*** Begin section ***

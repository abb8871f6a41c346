//! Snapshot-isolated store of module directory records.
//!
//! Records are kept behind `Arc`s and never mutated in place: a write clones the current
//! record, applies the change and swaps the pointer. A reader holding a snapshot keeps
//! observing exactly the state it read, however many commits land after it.

use std::{
	collections::{BTreeMap, HashMap},
	path::{Path, PathBuf},
	sync::{Arc, Mutex},
};

use gw_task_system::DirHandle;
use tokio::sync::watch;
use tracing::trace;

use crate::{
	fs::normalize_path,
	lang::{
		DeclaredModuleCall, FileDiags, ModFiles, ModuleMetadata, ProviderRequirements,
		ReferenceOrigin, ReferenceTarget, SourceAddr,
	},
};

use super::{
	changes::{Changes, ChangeStore},
	errors::{StateError, StoredError},
	OpState,
};

const POISONED_LOCK: &str = "module store lock poisoned";
const VERSION_CLOSED: &str = "module store version channel closed while store is alive";

/// Upper bound on local module call nesting when walking a module tree. A tree deeper than
/// this almost certainly contains a call cycle.
pub const MAX_MODULE_NESTING: usize = 50;

/// Which diagnostics producer a set of diagnostics came from. Each producer owns its slot;
/// one producer updating never clobbers another's results.
#[derive(Debug, Clone, Copy, PartialEq, Eq, PartialOrd, Ord)]
pub enum DiagnosticSource {
	Parsing,
	SchemaValidation,
	ReferenceValidation,
	VariablesValidation,
}

/// Per-artifact addressing for state transitions on a [`ModuleRecord`].
#[derive(Debug, Clone, Copy, PartialEq, Eq)]
pub enum ModuleArtifact {
	Metadata,
	PreloadedEmbeddedSchema,
	ReferenceTargets,
	ReferenceOrigins,
	Diagnostics(DiagnosticSource),
}

#[derive(Debug, Clone)]
pub struct ModuleRecord {
	path: PathBuf,

	pub parsed_files: ModFiles,
	pub parsing_err: Option<StoredError>,

	pub meta: ModuleMetadata,
	pub meta_err: Option<StoredError>,
	pub meta_state: OpState,

	pub preload_embedded_schema_state: OpState,

	pub ref_targets: Vec<ReferenceTarget>,
	pub ref_targets_err: Option<StoredError>,
	pub ref_targets_state: OpState,

	pub ref_origins: Vec<ReferenceOrigin>,
	pub ref_origins_err: Option<StoredError>,
	pub ref_origins_state: OpState,

	pub diagnostics: BTreeMap<DiagnosticSource, FileDiags>,
	diagnostics_state: BTreeMap<DiagnosticSource, OpState>,
}

impl ModuleRecord {
	fn new(path: PathBuf) -> Self {
		Self {
			path,
			parsed_files: ModFiles::new(),
			parsing_err: None,
			meta: ModuleMetadata::default(),
			meta_err: None,
			meta_state: OpState::Unknown,
			preload_embedded_schema_state: OpState::Unknown,
			ref_targets: Vec::new(),
			ref_targets_err: None,
			ref_targets_state: OpState::Unknown,
			ref_origins: Vec::new(),
			ref_origins_err: None,
			ref_origins_state: OpState::Unknown,
			diagnostics: BTreeMap::new(),
			diagnostics_state: BTreeMap::new(),
		}
	}

	#[must_use]
	pub fn path(&self) -> &Path {
		&self.path
	}

	#[must_use]
	pub fn artifact_state(&self, artifact: ModuleArtifact) -> OpState {
		match artifact {
			ModuleArtifact::Metadata => self.meta_state,
			ModuleArtifact::PreloadedEmbeddedSchema => self.preload_embedded_schema_state,
			ModuleArtifact::ReferenceTargets => self.ref_targets_state,
			ModuleArtifact::ReferenceOrigins => self.ref_origins_state,
			ModuleArtifact::Diagnostics(source) => self
				.diagnostics_state
				.get(&source)
				.copied()
				.unwrap_or_default(),
		}
	}

	fn set_artifact_state(&mut self, artifact: ModuleArtifact, state: OpState) {
		match artifact {
			ModuleArtifact::Metadata => self.meta_state = state,
			ModuleArtifact::PreloadedEmbeddedSchema => {
				self.preload_embedded_schema_state = state;
			}
			ModuleArtifact::ReferenceTargets => self.ref_targets_state = state,
			ModuleArtifact::ReferenceOrigins => self.ref_origins_state = state,
			ModuleArtifact::Diagnostics(source) => {
				self.diagnostics_state.insert(source, state);
			}
		}
	}

	fn diagnostics_count(&self) -> usize {
		self.diagnostics
			.values()
			.flat_map(BTreeMap::values)
			.map(Vec::len)
			.sum()
	}
}

#[derive(Debug)]
pub struct ModuleStore {
	inner: Mutex<HashMap<PathBuf, Arc<ModuleRecord>>>,
	version_tx: watch::Sender<u64>,
	changes: Arc<ChangeStore>,
	max_module_nesting: usize,
}

impl ModuleStore {
	#[must_use]
	pub fn new(changes: Arc<ChangeStore>) -> Self {
		Self::with_max_nesting(changes, MAX_MODULE_NESTING)
	}

	#[must_use]
	pub fn with_max_nesting(changes: Arc<ChangeStore>, max_module_nesting: usize) -> Self {
		let (version_tx, _) = watch::channel(0);
		Self {
			inner: Mutex::new(HashMap::new()),
			version_tx,
			changes,
			max_module_nesting,
		}
	}

	pub fn add(&self, path: PathBuf) -> Result<(), StateError> {
		let record = {
			let mut inner = self.inner.lock().expect(POISONED_LOCK);
			if inner.contains_key(&path) {
				return Err(StateError::AlreadyExists { path });
			}
			let record = Arc::new(ModuleRecord::new(path.clone()));
			inner.insert(path, Arc::clone(&record));
			record
		};

		trace!(path = %record.path().display(), "added module record");
		self.queue_diff(None, Some(&record));
		self.bump();
		Ok(())
	}

	pub fn add_if_not_exists(&self, path: PathBuf) -> Result<(), StateError> {
		match self.add(path) {
			Err(StateError::AlreadyExists { .. }) => Ok(()),
			other => other,
		}
	}

	/// Removes the record, if present. Removing an absent record is a no-op, so racing
	/// deletion events settle harmlessly.
	pub fn remove(&self, path: &Path) {
		let removed = self.inner.lock().expect(POISONED_LOCK).remove(path);
		if let Some(old) = removed {
			trace!(path = %old.path().display(), "removed module record");
			self.queue_diff(Some(&old), None);
			self.bump();
		}
	}

	pub fn record(&self, path: &Path) -> Result<Arc<ModuleRecord>, StateError> {
		self.get(path).ok_or_else(|| StateError::RecordNotFound {
			path: path.to_path_buf(),
		})
	}

	#[must_use]
	pub fn get(&self, path: &Path) -> Option<Arc<ModuleRecord>> {
		self.inner.lock().expect(POISONED_LOCK).get(path).cloned()
	}

	#[must_use]
	pub fn exists(&self, path: &Path) -> bool {
		self.inner.lock().expect(POISONED_LOCK).contains_key(path)
	}

	#[must_use]
	pub fn list(&self) -> Vec<Arc<ModuleRecord>> {
		let inner = self.inner.lock().expect(POISONED_LOCK);
		let mut records = inner.values().cloned().collect::<Vec<_>>();
		records.sort_by(|a, b| a.path.cmp(&b.path));
		records
	}

	pub fn declared_module_calls(
		&self,
		path: &Path,
	) -> Result<BTreeMap<String, DeclaredModuleCall>, StateError> {
		Ok(self.record(path)?.meta.module_calls.clone())
	}

	/// The decoded metadata of a local module, available only once it reached `Loaded`.
	/// Callers needing to block on readiness combine this with [`Self::await_metadata_loaded`].
	pub fn local_module_meta(&self, path: &Path) -> Result<ModuleMetadata, StateError> {
		let record = self.record(path)?;
		if record.meta_state != OpState::Loaded {
			return Err(StateError::MetadataNotLoaded {
				path: path.to_path_buf(),
			});
		}
		Ok(record.meta.clone())
	}

	/// Atomic admission guard for a job about to (re)compute an artifact.
	///
	/// Returns `false` when the artifact was already claimed or computed and `ignore_state`
	/// is not set; otherwise transitions it to `Loading` and returns `true`. Two concurrent
	/// jobs targeting the same artifact agree on exactly one winner.
	pub fn begin_artifact(
		&self,
		path: &Path,
		artifact: ModuleArtifact,
		ignore_state: bool,
	) -> Result<bool, StateError> {
		self.mutate(path, |record| {
			if record.artifact_state(artifact) != OpState::Unknown && !ignore_state {
				false
			} else {
				record.set_artifact_state(artifact, OpState::Loading);
				true
			}
		})
	}

	pub fn set_artifact_state(
		&self,
		path: &Path,
		artifact: ModuleArtifact,
		state: OpState,
	) -> Result<(), StateError> {
		self.mutate(path, |record| record.set_artifact_state(artifact, state))
	}

	pub fn update_parsed_files(
		&self,
		path: &Path,
		files: ModFiles,
		err: Option<StoredError>,
	) -> Result<(), StateError> {
		self.mutate(path, |record| {
			record.parsed_files = files;
			record.parsing_err = err;
		})
	}

	/// Commits decoded metadata. The `Loaded` transition is applied even when the commit
	/// fails, so waiters on metadata completion are never left hanging.
	pub fn update_metadata(
		&self,
		path: &Path,
		meta: ModuleMetadata,
		err: Option<StoredError>,
	) -> Result<(), StateError> {
		let update = self.mutate(path, |record| {
			record.meta = meta;
			record.meta_err = err;
		});
		let state = self.set_artifact_state(path, ModuleArtifact::Metadata, OpState::Loaded);
		update.and(state)
	}

	pub fn update_reference_targets(
		&self,
		path: &Path,
		targets: Vec<ReferenceTarget>,
		err: Option<StoredError>,
	) -> Result<(), StateError> {
		let update = self.mutate(path, |record| {
			record.ref_targets = targets;
			record.ref_targets_err = err;
		});
		let state =
			self.set_artifact_state(path, ModuleArtifact::ReferenceTargets, OpState::Loaded);
		update.and(state)
	}

	pub fn update_reference_origins(
		&self,
		path: &Path,
		origins: Vec<ReferenceOrigin>,
		err: Option<StoredError>,
	) -> Result<(), StateError> {
		let update = self.mutate(path, |record| {
			record.ref_origins = origins;
			record.ref_origins_err = err;
		});
		let state =
			self.set_artifact_state(path, ModuleArtifact::ReferenceOrigins, OpState::Loaded);
		update.and(state)
	}

	pub fn update_diagnostics(
		&self,
		path: &Path,
		source: DiagnosticSource,
		diags: FileDiags,
	) -> Result<(), StateError> {
		let update = self.mutate(path, |record| {
			record.diagnostics.insert(source, diags);
		});
		let state = self.set_artifact_state(
			path,
			ModuleArtifact::Diagnostics(source),
			OpState::Loaded,
		);
		update.and(state)
	}

	/// Providers required by the module at `path` and, transitively, by every local module
	/// it calls. Bounded by the nesting maximum so call cycles terminate with an error
	/// rather than a stack overflow.
	pub fn provider_requirements_for_module(
		&self,
		path: &Path,
	) -> Result<ProviderRequirements, StateError> {
		self.provider_requirements_nested(path, 0)
	}

	fn provider_requirements_nested(
		&self,
		path: &Path,
		level: usize,
	) -> Result<ProviderRequirements, StateError> {
		if level > self.max_module_nesting {
			return Err(StateError::TooDeepNesting {
				path: path.to_path_buf(),
				max: self.max_module_nesting,
			});
		}

		// A local call pointing at a directory we never indexed contributes nothing
		let Some(record) = self.get(path) else {
			return Ok(ProviderRequirements::new());
		};

		let mut requirements = record.meta.provider_requirements.clone();
		for module_call in record.meta.module_calls.values() {
			let SourceAddr::Local(rel) = &module_call.source else {
				continue;
			};
			let nested_path = normalize_path(&path.join(rel));
			let nested = self.provider_requirements_nested(&nested_path, level + 1)?;
			for (addr, constraints) in nested {
				let merged = requirements.entry(addr).or_default();
				for constraint in constraints {
					if !merged.contains(&constraint) {
						merged.push(constraint);
					}
				}
			}
		}
		Ok(requirements)
	}

	/// Blocks until the record at `path` exists and satisfies `pred`. The predicate is
	/// re-checked on every committed write to the store.
	pub async fn wait_until(&self, path: &Path, pred: impl Fn(&ModuleRecord) -> bool) {
		let mut version_rx = self.version_tx.subscribe();
		loop {
			version_rx.borrow_and_update();
			if self.get(path).is_some_and(|record| pred(&record)) {
				return;
			}
			version_rx.changed().await.expect(VERSION_CLOSED);
		}
	}

	pub async fn await_metadata_loaded(&self, path: &Path) {
		self.wait_until(path, |record| record.meta_state == OpState::Loaded)
			.await;
	}

	fn mutate<R>(
		&self,
		path: &Path,
		f: impl FnOnce(&mut ModuleRecord) -> R,
	) -> Result<R, StateError> {
		let (old, new, out) = {
			let mut inner = self.inner.lock().expect(POISONED_LOCK);
			let old = Arc::clone(inner.get(path).ok_or_else(|| StateError::RecordNotFound {
				path: path.to_path_buf(),
			})?);
			let mut draft = ModuleRecord::clone(&old);
			let out = f(&mut draft);
			let new = Arc::new(draft);
			inner.insert(path.to_path_buf(), Arc::clone(&new));
			(old, new, out)
		};

		self.queue_diff(Some(&old), Some(&new));
		self.bump();
		Ok(out)
	}

	/// Additions and removals always notify; in-place updates only when something a
	/// consumer can observe actually differs. State-only transitions stay silent.
	fn queue_diff(&self, old: Option<&ModuleRecord>, new: Option<&ModuleRecord>) {
		let Some(record) = new.or(old) else {
			return;
		};
		let changes = diff_records(old, new);
		if changes.any() || old.is_none() || new.is_none() {
			self.changes
				.queue_change(DirHandle::from_path(record.path()), changes);
		}
	}

	fn bump(&self) {
		self.version_tx.send_modify(|v| *v += 1);
	}
}

fn diff_records(old: Option<&ModuleRecord>, new: Option<&ModuleRecord>) -> Changes {
	if new.is_none() {
		return Changes::removal();
	}

	let default = ModuleRecord::new(PathBuf::new());
	let old = old.unwrap_or(&default);
	let new = new.expect("checked above");

	Changes {
		is_removal: false,
		core_requirements: old.meta.core_requirements != new.meta.core_requirements,
		backend: old.meta.backend != new.meta.backend,
		provider_requirements: old.meta.provider_requirements != new.meta.provider_requirements,
		installed_providers: false,
		module_manifest: false,
		diagnostics: old.diagnostics_count() != new.diagnostics_count(),
		reference_origins: old.ref_origins != new.ref_origins,
		reference_targets: old.ref_targets != new.ref_targets,
	}
}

*** End section ***

■ YOUR OBJECTIVE
One stretch of the lines above is wanted, from the line that contains "no-op, so racing" through the line that contains "let inner = self.inner.lock().expect(POISONED_LOCK);". Output it exactly.

■ THE ANSWER
	/// Removes the record, if present. Removing an absent record is a no-op, so racing
	/// deletion events settle harmlessly.
	pub fn remove(&self, path: &Path) {
		let removed = self.inner.lock().expect(POISONED_LOCK).remove(path);
		if let Some(old) = removed {
			trace!(path = %old.path().display(), "removed module record");
			self.queue_diff(Some(&old), None);
			self.bump();
		}
	}

	pub fn record(&self, path: &Path) -> Result<Arc<ModuleRecord>, StateError> {
		self.get(path).ok_or_else(|| StateError::RecordNotFound {
			path: path.to_path_buf(),
		})
	}

	#[must_use]
	pub fn get(&self, path: &Path) -> Option<Arc<ModuleRecord>> {
		self.inner.lock().expect(POISONED_LOCK).get(path).cloned()
	}

	#[must_use]
	pub fn exists(&self, path: &Path) -> bool {
		self.inner.lock().expect(POISONED_LOCK).contains_key(path)
	}

	#[must_use]
	pub fn list(&self) -> Vec<Arc<ModuleRecord>> {
		let inner = self.inner.lock().expect(POISONED_LOCK);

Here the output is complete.